TASK OBJECTIVE:
Write out the whole listing exactly.

GIVEN DATA:
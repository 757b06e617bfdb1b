//! Projection of a query descriptor onto a GraphQL schema.
//!
//! [`GraphQLQueryBuilder`] turns a [`QueryDescriptor`] into the input and
//! output types of one query field and resolves that field by validating
//! its `query` argument and handing the normalized [`Query`] to a
//! [`Fetcher`].

use std::sync::Arc;

use async_graphql::dynamic::{Field, FieldFuture, InputValue, Object, SchemaBuilder, TypeRef};
use async_graphql::{Context, ErrorExtensions, Name, Value};
use async_trait::async_trait;
use serde_json::json;
use tracing::{debug, warn};

use quarry_core::error::{ConfigResult, QueryError};
use quarry_core::models::{Query, ResultSet};
use quarry_core::services::compiler::SORT_BY_KEY;
use quarry_core::QueryDescriptor;

use crate::types::{
    EntityType, FiltersType, SortFieldType, create_input_sort_type, create_query_type, create_result_meta_type,
    create_result_sort_type, create_result_type, create_sort_field_type,
};
use crate::values::{from_json, into_field_value};

/// Extension code of rejected query arguments.
pub const BAD_USER_INPUT: &str = "BAD_USER_INPUT";

/// Message of rejected query arguments.
pub const INVALID_QUERY_MESSAGE: &str = "Invalid query";

/// Message of a result envelope missing the meta its type requires.
pub const MISSING_META_MESSAGE: &str = "Fetcher returned no meta";

/// Name of the argument carrying the query input.
pub const QUERY_ARGUMENT: &str = "query";

// =============================================================================
// Fetcher
// =============================================================================

/// Loads the entities of a validated query.
///
/// Implementations usually build the envelope with
/// [`QueryDescriptor::create_result`].
#[async_trait]
pub trait Fetcher: Send + Sync {
    async fn fetch(&self, query: Query, ctx: &Context<'_>) -> async_graphql::Result<ResultSet<serde_json::Value>>;
}
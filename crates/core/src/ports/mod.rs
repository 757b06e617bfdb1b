mod filters;

pub use filters::*;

REPLY TO THE EXERCISE:
repository 757b06e617bfdb1b
//! Projection of a query descriptor onto a GraphQL schema.
//!
//! [`GraphQLQueryBuilder`] turns a [`QueryDescriptor`] into the input and
//! output types of one query field and resolves that field by validating
//! its `query` argument and handing the normalized [`Query`] to a
//! [`Fetcher`].

use std::sync::Arc;

use async_graphql::dynamic::{Field, FieldFuture, InputValue, Object, SchemaBuilder, TypeRef};
use async_graphql::{Context, ErrorExtensions, Name, Value};
use async_trait::async_trait;
use serde_json::json;
use tracing::{debug, warn};

use quarry_core::error::{ConfigResult, QueryError};
use quarry_core::models::{Query, ResultSet};
use quarry_core::services::compiler::SORT_BY_KEY;
use quarry_core::QueryDescriptor;

use crate::types::{
    EntityType, FiltersType, SortFieldType, create_input_sort_type, create_query_type, create_result_meta_type,
    create_result_sort_type, create_result_type, create_sort_field_type,
};
use crate::values::{from_json, into_field_value};

/// Extension code of rejected query arguments.
pub const BAD_USER_INPUT: &str = "BAD_USER_INPUT";

/// Message of rejected query arguments.
pub const INVALID_QUERY_MESSAGE: &str = "Invalid query";

/// Message of a result envelope missing the meta its type requires.
pub const MISSING_META_MESSAGE: &str = "Fetcher returned no meta";

/// Name of the argument carrying the query input.
pub const QUERY_ARGUMENT: &str = "query";

// =============================================================================
// Fetcher
// =============================================================================

/// Loads the entities of a validated query.
///
/// Implementations usually build the envelope with
/// [`QueryDescriptor::create_result`].
#[async_trait]
pub trait Fetcher: Send + Sync {
    async fn fetch(&self, query: Query, ctx: &Context<'_>) -> async_graphql::Result<ResultSet<serde_json::Value>>;
}
filename crates/core/src/ports/mod.rs
repository 757b06e617bfdb1b
mod filters;

pub use filters::*;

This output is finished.